Para o neo-hegeliano tardio, aquela corrente estaria comprometida desde o nascimento devido à influência -pasmem- cultural “judaico-cristã”. “O que estimula essa cisão do marxismo é a diversidade, não apenas das condições materiais objetivas, mas também das tradições culturais.” Os marxistas-judaicos-cristãos esperavam “um mundo redimido do negativo e do pecado.”[13] No Ocidente, aquela tradição teria impregnado o DNA do “marxismo europeu” de um fortíssimo “messianismo” que teria o “proletariado” como messias emancipador e, como fins “utópicos”, o internacionalismo, a organização supra-nacional, a sociedade sem classes, a extinção tendencial do Estado, defendida magistralmente por Lenin em O Estado e a revolução. [14]
O suprassumo do utopismo seria a superação do “mundo da necessidade” e o “advento” [olha a influência judaico-cristã] de sociedade onde, “cruz credo” [o judaísmo-cristão, de novamente!], com a superação do “mundo da necessidade”, a humanidade trabalharia menos, tendo como horizonte a sociedade sem classes e o comunismo! Proposta que é um verdadeiro disparate para Losurdo. Segundo parece, para ele, as diferenças de classes, a exploração do homem pelo homem, etc., não seriam produtos da história, mas próprios a uma natureza humana que sugere como eterna. Suas negações, como vimos, pertenceriam ao mundo das utopias messiânicas.
A culpa foi da guerra
Na Europa, segundo o homem, teria sido “o repúdio à guerra que” estimulou “a opção revolucionária”, com o “marxismo ocidental” atacando “sobretudo” o “aparato estatal e militar” e, mais ainda, para ele verdadeiro horror, a “nação” e o “Estado”! [15] E tudo isso em um esforço sem etapas intermediárias, comandado pelo proletariado, que o italiano vê com horror. [16] O ímpeto revolucionário teria sido, portanto, reação psico-sociológica pluriclassista à brutalidade da guerra. O que oblitera o proletariado como principal receptor e vetor de difusão do marxismo e agente da história européia, na sua luta surda ou aberta contra o capital, desde muito antes da I Guerra Mundial.
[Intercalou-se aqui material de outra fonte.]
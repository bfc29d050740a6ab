use crate::error::Error;

use super::value::ObjRef;

/// Bounded operand stack. Every entry is a collection root.
pub struct Stack {
    items: Vec<ObjRef>,
    capacity: usize,
}

impl Stack {
    pub fn new(capacity: usize) -> Self {
        Self {
            items: vec![],
            capacity,
        }
    }

    pub fn push(&mut self, ptr: ObjRef) -> Result<(), Error> {
        if self.items.len() >= self.capacity {
            return Error::stack_overflow(self.capacity).err();
        }

        self.items.push(ptr);
        Ok(())
    }

    pub fn pop(&mut self) -> Result<ObjRef, Error> {
        self.items.pop().ok_or_else(Error::stack_underflow)
    }

    /// Reads the entry `depth` places below the top without removing it.
    pub fn peek(&self, depth: usize) -> Result<ObjRef, Error> {
        self.items
            .len()
            .checked_sub(depth + 1)
            .map(|i| self.items[i])
            .ok_or_else(Error::stack_underflow)
    }

    pub fn clear(&mut self) {
        self.items.clear();
    }

    pub fn len(&self) -> usize {
        self.items.len()
    }

    pub fn is_empty(&self) -> bool {
        self.items.is_empty()
    }

    pub fn capacity(&self) -> usize {
        self.capacity
    }

    pub fn roots(&self) -> &[ObjRef] {
        &self.items
    }
}
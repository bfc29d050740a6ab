use std::{iter::Peekable, str::Chars};

use crate::error;
use crate::utils::io;

#[derive(Debug, PartialEq)]
pub enum Tk {
    Id(String),
    Int(i32),
    Sep,
    Comment,
    Whitespace,
    EOF,
}

#[derive(Debug, PartialEq)]
pub struct Token {
    pub tk: Tk,
    pub pos: io::Pos,
}

pub struct Lexer<'a> {
    stream: Peekable<Chars<'a>>,
    cursor: io::Pos,
}

impl Token {
    pub fn new(tk: Tk, pos: io::Pos) -> Self {
        Self { tk, pos }
    }
}

impl<'a> Lexer<'a> {
    pub fn new(src: &'a io::Source) -> Self {
        Self {
            stream: src.char_stream().peekable(),
            cursor: io::Pos::start(src.id()),
        }
    }

    fn advance(&mut self) -> Option<char> {
        let c = self.stream.next()?;
        if c == '\n' {
            self.cursor.line += 1;
            self.cursor.column = 0;
        } else {
            self.cursor.column += 1;
        }
        Some(c)
    }

    fn lookahead_is(&mut self, pred: impl Fn(char) -> bool) -> bool {
        self.stream.peek().is_some_and(|c| pred(*c))
    }

    fn next_token(&mut self) -> Result<Token, error::Error> {
        let pos = self.cursor;
        let Some(c) = self.advance() else {
            return Ok(Token::new(Tk::EOF, pos));
        };

        let tk = match c {
            c if c.is_ascii_alphabetic() || c == '_' => self.extract_identifier(c),
            c if c.is_ascii_digit() => self.extract_number(c, pos)?,
            '-' if self.lookahead_is(|c| c.is_ascii_digit()) => self.extract_number(c, pos)?,
            '#' => self.extract_comment(),
            '\n' | ';' => Tk::Sep,
            '\t' | '\r' | ' ' => {
                while self.lookahead_is(|c| matches!(c, '\t' | '\r' | ' ')) {
                    self.advance();
                }
                Tk::Whitespace
            }
            c => return error::Error::invalid_token_char(c, pos).err(),
        };

        Ok(Token::new(tk, pos))
    }

    fn extract_identifier(&mut self, first: char) -> Tk {
        let mut buf = first.to_string();

        while self.lookahead_is(|c| c.is_ascii_alphanumeric() || c == '_') {
            buf.extend(self.advance());
        }

        Tk::Id(buf)
    }

    fn extract_number(&mut self, first: char, pos: io::Pos) -> Result<Tk, error::Error> {
        let mut buf = first.to_string();

        while self.lookahead_is(|c| c.is_ascii_digit()) {
            buf.extend(self.advance());
        }

        buf.parse::<i32>()
            .map(Tk::Int)
            .map_err(|_| error::Error::integer_out_of_range(&buf, pos))
    }

    fn extract_comment(&mut self) -> Tk {
        while self.lookahead_is(|c| c != '\n') {
            self.advance();
        }
        Tk::Comment
    }

    pub fn next_valid_token(&mut self) -> Result<Token, error::Error> {
        loop {
            let token = self.next_token()?;
            match token.tk {
                Tk::Comment | Tk::Whitespace => continue,
                _ => return Ok(token),
            }
        }
    }
}
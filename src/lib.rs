mod backend;
pub mod cli;
pub mod error;
mod frontend;
mod interpreter;
pub mod utils;
pub mod vm;

pub use interpreter::Interpreter;
pub use interpreter::DEMO;
pub use vm::CollectStats;
pub use vm::ObjRef;
pub use vm::Object;
pub use vm::Vm;
pub use vm::VmConfig;
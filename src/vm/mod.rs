pub mod config;
pub mod heap;
mod machine;
pub mod stack;
mod value;

pub use config::VmConfig;
pub use heap::CollectStats;
pub use machine::Vm;
pub use value::HeapObject;
pub use value::ObjRef;
pub use value::Object;
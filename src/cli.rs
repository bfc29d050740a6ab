use clap::Parser;

use crate::vm::{
    config::{GC_THRESHOLD, STACK_MAX},
    VmConfig,
};

// gcvm runner
#[derive(Parser, Debug)]
#[command(version, about, long_about = None)]
pub struct Cli {
    /// Path to an instruction script; runs the built-in demo when omitted
    #[arg(value_name = "FILE")]
    pub file_name: Option<String>,

    /// Start an interactive session
    #[arg(long, conflicts_with = "file_name")]
    pub repl: bool,

    /// Report parse and execution timings
    #[arg(short, long)]
    pub verbose: bool,

    /// Print the parsed program before running it
    #[arg(short, long)]
    pub debug: bool,

    /// Do not print a line per collection cycle
    #[arg(short, long)]
    pub quiet: bool,

    /// Capacity of the root stack
    #[arg(long, value_name = "N", default_value_t = STACK_MAX)]
    pub stack_max: usize,

    /// Live object count that triggers the first collection
    #[arg(long, value_name = "N", default_value_t = GC_THRESHOLD)]
    pub threshold: usize,

    /// Lower bound for the threshold recomputed after each collection
    #[arg(long, value_name = "N", default_value_t = 0)]
    pub min_threshold: usize,
}

impl Cli {
    pub fn config(&self) -> VmConfig {
        VmConfig {
            stack_max: self.stack_max,
            initial_threshold: self.threshold,
            min_threshold: self.min_threshold,
            report_collections: !self.quiet,
        }
    }
}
Para Losurdo, o “marxismo europeu”, ao centrar-se na emancipação dos explorados, na superação das nacionalidades, na extinção tendencial do Estado, etc., como vimos, teria permanecido em um tempo “messiânico” e “utópico”, incapaz de materializar suas promessas. Assim sendo, as derrotas das revoluções na Itália, Alemanha, Hungria, Áustria, Espanha, Portugal, não foram tropeços ocorridos no tempo histórico, por motivos políticos e sociais, entre eles, com destaque, a ação liquidacionista do estalinismo. Não, para o homem, foram desdobramentos inelutáveis das consequências das raízes judaico-cristãs do “marxismo ocidental”, como visto.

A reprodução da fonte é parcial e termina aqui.